Give the number of lines in the records below that include "prefix", and nothing more.
=== The records ===
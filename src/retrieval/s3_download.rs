// restoretool/src/retrieval/s3_download.rs
use anyhow::{Context, Result};
use async_trait::async_trait;
use aws_sdk_s3 as s3;
use s3::config::Region;
use std::path::PathBuf;
use tokio::io::AsyncWriteExt;
use tracing::{info, warn};

use super::extract::extract_backup;
use super::{BackupDescriptor, BackupKind, BackupSource, FetchedBackups, select_latest_keys};
use crate::config::{RestoreConfig, S3StorageConfig};

/// Builds an S3 client from the optional explicit storage block, falling back
/// to the default AWS credential chain.
async fn build_client(storage: Option<&S3StorageConfig>) -> s3::Client {
    let mut loader = aws_config::defaults(s3::config::BehaviorVersion::latest());
    if let Some(storage) = storage {
        if let Some(region) = &storage.region {
            loader = loader.region(Region::new(region.clone()));
        }
        if let Some(endpoint) = &storage.endpoint_url {
            loader = loader.endpoint_url(endpoint);
        }
        if let (Some(key_id), Some(secret)) = (&storage.access_key_id, &storage.secret_access_key) {
            loader = loader.credentials_provider(s3::config::Credentials::new(
                key_id,
                secret,
                None,     // session_token
                None,     // expiry
                "Static", // provider_name
            ));
        }
    }
    s3::Client::new(&loader.load().await)
}

/// Final local file name of an object key.
fn local_file_name(key: &str) -> Result<&str> {
    key.rsplit('/')
        .next()
        .filter(|name| !name.is_empty())
        .with_context(|| format!("Object key has no file name: {}", key))
}

/// Fetches backups from an S3 bucket into the local backup directory.
pub struct S3BackupSource {
    client: s3::Client,
    prefix: String,
    backup_directory: PathBuf,
    diff_limit: usize,
    zip_password: Option<String>,
}

impl S3BackupSource {
    pub async fn from_config(config: &RestoreConfig) -> Self {
        Self {
            client: build_client(config.s3_storage.as_ref()).await,
            prefix: config.backup_prefix.clone(),
            backup_directory: config.backup_directory.clone(),
            diff_limit: config.diff_candidate_limit,
            zip_password: std::env::var("ZIP_PASSWORD").ok().filter(|p| !p.is_empty()),
        }
    }

    async fn list_keys(&self, bucket: &str) -> Result<Vec<String>> {
        info!(bucket, prefix = %self.prefix, "Fetching backup files from S3 bucket");
        let mut keys = Vec::new();
        let mut pages = self
            .client
            .list_objects_v2()
            .bucket(bucket)
            .prefix(&self.prefix)
            .into_paginator()
            .send();
        while let Some(page) = pages.next().await {
            let page = page.with_context(|| {
                format!("Failed to list objects in s3://{}/{}", bucket, self.prefix)
            })?;
            keys.extend(page.contents().iter().filter_map(|o| o.key()).map(str::to_string));
        }
        info!(bucket, count = keys.len(), "Listed backup objects");
        Ok(keys)
    }

    /// Downloads `key` into the backup directory unless it is already there.
    /// The body is streamed into a temporary file that is renamed into place
    /// only once complete.
    async fn download(&self, bucket: &str, key: &str) -> Result<PathBuf> {
        let destination = self.backup_directory.join(local_file_name(key)?);
        if destination.exists() {
            info!(path = %destination.display(), "Backup file already exists. Skipping download");
            return Ok(destination);
        }

        tokio::fs::create_dir_all(&self.backup_directory)
            .await
            .with_context(|| {
                format!("Failed to create backup directory: {}", self.backup_directory.display())
            })?;

        let temp = tempfile::Builder::new()
            .prefix(".download-")
            .tempfile_in(&self.backup_directory)
            .with_context(|| {
                format!("Failed to create temporary file in {}", self.backup_directory.display())
            })?;
        let mut output_file = tokio::fs::File::from_std(
            temp.reopen().context("Failed to open temporary download file")?,
        );

        info!(bucket, key, destination = %destination.display(), "Downloading backup");
        let mut object = self
            .client
            .get_object()
            .bucket(bucket)
            .key(key)
            .send()
            .await
            .with_context(|| format!("Failed to get object s3://{}/{}", bucket, key))?;

        let mut total_bytes_downloaded = 0usize;
        while let Some(bytes_chunk) = object
            .body
            .try_next()
            .await
            .with_context(|| format!("Failed to read body of s3://{}/{}", bucket, key))?
        {
            output_file.write_all(&bytes_chunk).await.with_context(|| {
                format!("Failed to write to temporary file for {}", destination.display())
            })?;
            total_bytes_downloaded += bytes_chunk.len();
        }
        output_file.flush().await?;
        drop(output_file);

        temp.persist(&destination)
            .with_context(|| format!("Failed to move download into place: {}", destination.display()))?;

        info!(
            bucket,
            key,
            bytes = total_bytes_downloaded,
            destination = %destination.display(),
            "Downloaded backup"
        );
        Ok(destination)
    }

    async fn materialize(&self, bucket: &str, key: &str, kind: BackupKind) -> Result<BackupDescriptor> {
        let archive_path = self.download(bucket, key).await?;
        let password = self.zip_password.clone();
        let archive = archive_path.clone();
        let local_path = tokio::task::spawn_blocking(move || extract_backup(&archive, password.as_deref()))
            .await
            .context("Extraction task panicked")??;
        info!(key, kind = %kind, path = %local_path.display(), "Backup ready");
        Ok(BackupDescriptor::new(key, kind, archive_path, local_path))
    }
}

#[async_trait]
impl BackupSource for S3BackupSource {
    async fn fetch_latest_backups(&self, bucket: &str) -> Result<FetchedBackups> {
        let keys = self.list_keys(bucket).await?;
        let latest = select_latest_keys(keys.iter().map(String::as_str), self.diff_limit);
        info!(full = ?latest.full, diffs = ?latest.diffs, "Selected backup candidates");

        let Some(full_key) = latest.full else {
            warn!(bucket, "No FULL backup found in S3");
            return Ok(FetchedBackups::default());
        };

        let full = self.materialize(bucket, &full_key, BackupKind::Full).await?;
        let mut diffs = Vec::with_capacity(latest.diffs.len());
        for key in &latest.diffs {
            diffs.push(self.materialize(bucket, key, BackupKind::Diff).await?);
        }
        Ok(FetchedBackups {
            full: Some(full),
            diffs,
        })
    }
}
===
(Completed task)
6